Teaching Innovation Awards Winner
University of Exeter
Games and gamified learning can directly contribute to education, improve student motivation and engagement, and help social cohesion within groups of learners. For both educators and students, educative play can bring joy to our studies. During the COVID-19 pandemic, we noted that many students were compartmentalising their learning and lacked a context of their studies across a module and the course. We developed a gamified session that required students to integrate ideas from across our “Analytical Techniques in Biochemistry” module. In this session, students make deductions based on multiple experiments, and work in a team to solve a mystery. The session covers High-performance Liquid Chromatography, Sodium Dodecyl Sulfate Polyacrylamide Gel Electrophoresis, Western Blot, and Mass Spectrometry. It is timetabled at the end of the module to reinforce learning.
We developed the session in the style of a murder mystery, following the popular games “Mafia” and “Among Us”. In our session, the students take the role of external observers rather than participants, and cannot be “eliminated” from the game. This makes the session scalable to larger classes with minimal alteration.

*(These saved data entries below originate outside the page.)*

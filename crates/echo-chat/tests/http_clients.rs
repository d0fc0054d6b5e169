//! HTTP-level tests for the Ollama backend and the relay client.
//!
//! Each test starts a throwaway axum server on 127.0.0.1:0 that plays the
//! part of Ollama or of the relay.

use std::time::Duration;

use axum::http::StatusCode;
use axum::routing::{get, post};
use axum::{Json, Router};
use serde_json::{json, Value};

use echo_chat::{
    ChatError, ChatRequest, ChatTransport, InferenceBackend, OllamaBackend, PromptMessage,
    RelayClient, Role,
};
use echo_core::config::InferenceConfig;

// =============================================================================
// Helpers
// =============================================================================

async fn serve(router: Router) -> String {
    let listener = tokio::net::TcpListener::bind("127.0.0.1:0").await.unwrap();
    let addr = listener.local_addr().unwrap();
    tokio::spawn(async move {
        axum::serve(listener, router).await.unwrap();
    });
    format!("http://{}", addr)
}

/// An address nothing is listening on.
async fn dead_address() -> String {
    let listener = tokio::net::TcpListener::bind("127.0.0.1:0").await.unwrap();
    let addr = listener.local_addr().unwrap();
    drop(listener);
    format!("http://{}", addr)
}

fn backend_for(url: &str, timeout_secs: u64) -> OllamaBackend {
    OllamaBackend::new(&InferenceConfig {
        url: url.to_string(),
        model: "gemma3:1b".to_string(),
        timeout_secs,
    })
    .unwrap()
}

fn request(text: &str) -> ChatRequest {
    ChatRequest {
        model: "gemma3:1b".to_string(),
        messages: vec![
            PromptMessage::new(Role::System, "be chill"),
            PromptMessage::new(Role::User, text),
        ],
        stream: false,
    }
}

// =============================================================================
// OllamaBackend
// =============================================================================

#[tokio::test]
async fn test_ollama_chat_happy_path() {
    let router = Router::new().route(
        "/api/chat",
        post(|Json(req): Json<ChatRequest>| async move {
            assert!(!req.stream);
            assert_eq!(req.model, "gemma3:1b");
            let last = req.messages.last().map(|m| m.content.clone()).unwrap_or_default();
            Json(json!({
                "model": req.model,
                "message": { "role": "assistant", "content": format!("you said {}", last) },
                "done": true
            }))
        }),
    );
    let url = serve(router).await;

    let reply = backend_for(&url, 5).chat(&request("hi")).await.unwrap();
    assert_eq!(reply, "you said hi");
}

#[tokio::test]
async fn test_ollama_non_success_is_upstream_error() {
    let router = Router::new().route(
        "/api/chat",
        post(|| async { (StatusCode::NOT_FOUND, "model \"gemma3:1b\" not found") }),
    );
    let url = serve(router).await;

    let err = backend_for(&url, 5).chat(&request("hi")).await.unwrap_err();
    match err {
        ChatError::Upstream { status, body } => {
            assert_eq!(status, 404);
            assert!(body.contains("not found"));
        }
        other => panic!("expected Upstream, got {:?}", other),
    }
}

#[tokio::test]
async fn test_ollama_unexpected_shape_fails_closed() {
    let router = Router::new().route(
        "/api/chat",
        post(|| async { Json(json!({ "done": true })) }),
    );
    let url = serve(router).await;

    let err = backend_for(&url, 5).chat(&request("hi")).await.unwrap_err();
    assert!(matches!(err, ChatError::MalformedResponse(_)));
}

#[tokio::test]
async fn test_ollama_unreachable_is_transport_error() {
    let url = dead_address().await;
    let err = backend_for(&url, 5).chat(&request("hi")).await.unwrap_err();
    assert!(matches!(err, ChatError::Transport(_)));
}

#[tokio::test]
async fn test_ollama_timeout_is_transport_error() {
    let router = Router::new().route(
        "/api/chat",
        post(|| async {
            tokio::time::sleep(Duration::from_secs(3)).await;
            Json(json!({ "message": { "content": "too late" } }))
        }),
    );
    let url = serve(router).await;

    let err = backend_for(&url, 1).chat(&request("hi")).await.unwrap_err();
    match err {
        ChatError::Transport(msg) => assert!(msg.contains("1s")),
        other => panic!("expected Transport, got {:?}", other),
    }
}

#[tokio::test]
async fn test_ollama_health_check() {
    let router = Router::new().route(
        "/api/tags",
        get(|| async { Json(json!({ "models": [{ "name": "gemma3:1b" }] })) }),
    );
    let url = serve(router).await;
    assert!(backend_for(&url, 5).health_check().await.is_ok());

    let dead = dead_address().await;
    assert!(backend_for(&dead, 5).health_check().await.is_err());
}

// =============================================================================
// RelayClient
// =============================================================================

fn relay_router() -> Router {
    Router::new()
        .route(
            "/api/chat",
            post(|Json(body): Json<Value>| async move {
                match body["message"].as_str() {
                    Some("break") => (
                        StatusCode::BAD_GATEWAY,
                        Json(json!({ "error": "Ollama chat failed", "details": "boom" })),
                    ),
                    Some("weird") => (StatusCode::OK, Json(json!({ "answer": "?" }))),
                    Some(text) => (StatusCode::OK, Json(json!({ "reply": format!("re: {}", text) }))),
                    None => (
                        StatusCode::BAD_REQUEST,
                        Json(json!({ "error": "Invalid message" })),
                    ),
                }
            }),
        )
        .route(
            "/api/history",
            get(|| async {
                Json(json!([
                    { "sender": "user", "text": "hi", "timestamp": "2025-05-01T12:00:00.000Z" },
                    { "sender": "ai", "text": "hey", "timestamp": "2025-05-01T12:00:01.000Z" }
                ]))
            }),
        )
        .route(
            "/api/memory/clear",
            post(|| async { Json(json!({ "ok": true, "message": "Memory cleared" })) }),
        )
}

#[tokio::test]
async fn test_relay_client_send_chat() {
    let url = serve(relay_router()).await;
    let client = RelayClient::new(format!("{}/api", url)).unwrap();
    assert_eq!(client.send_chat("yo").await.unwrap(), "re: yo");
}

#[tokio::test]
async fn test_relay_client_surfaces_status() {
    let url = serve(relay_router()).await;
    let client = RelayClient::new(format!("{}/api", url)).unwrap();
    let err = client.send_chat("break").await.unwrap_err();
    assert!(matches!(err, ChatError::Upstream { status: 502, .. }));
}

#[tokio::test]
async fn test_relay_client_rejects_bad_shape() {
    let url = serve(relay_router()).await;
    let client = RelayClient::new(format!("{}/api", url)).unwrap();
    let err = client.send_chat("weird").await.unwrap_err();
    assert!(matches!(err, ChatError::MalformedResponse(_)));
}

#[tokio::test]
async fn test_relay_client_history_and_clear() {
    let url = serve(relay_router()).await;
    let client = RelayClient::new(format!("{}/api/", url)).unwrap();

    let history = client.fetch_history().await.unwrap();
    assert_eq!(history.len(), 2);
    assert_eq!(history[1].text, "hey");

    assert!(client.clear_memory().await.is_ok());
}

#[tokio::test]
async fn test_relay_client_unreachable() {
    let url = dead_address().await;
    let client = RelayClient::new(format!("{}/api", url)).unwrap();
    assert!(matches!(
        client.send_chat("hello").await.unwrap_err(),
        ChatError::Transport(_)
    ));
}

We developed an original game fiction, based around fictional creatures living in our department (“Lab Sprites”), to give the game more character and allow us to adapt the setting to our educational needs. Students are provided with a game briefing that outlines the scenario of an Impostor who has infiltrated the Lab Sprites and is attempting to kill them off and provides important data underlying the experiments that students will interpret; and a video demonstrating the game. We run the game interactively using the online platform Mural, which allows students to interact with each other, view the data, and vote on the likely Impostor anonymously at the end of each cycle.
To support the game, we wrote code to generate mysteries according to our needs, allowing varying levels of difficulty. This code produces original and unique data/images for HPLC, SDS-PAGE, and Western Blot experiments based on published data. All our code is publicly available on GitHub and CodeOcean. Students must use all the data knowing that we have embedded errors into the unique datasets and images to distract them from correctly identifying the Impostor. We adopted this strategy to help our students interpret non-perfect data, a skill they will need to succeed in their capstone research projects where data may be contradictory, incomplete, or confusing.
Our students reported that they gain increased confidence in the techniques in the game, or an understanding that they need to review their learning in these techniques. Students reported that they like to see realistic looking data, including imperfections, and that they want a session that is challenging without being too difficult to complete. This module-ending synoptic session enables our students to revise and link their learning across the module.
We have made our code freely available to encourage and support others to bring gamification into their practice. The code for each technique can be used more widely for digital learning of HPLC and SDS PAGE.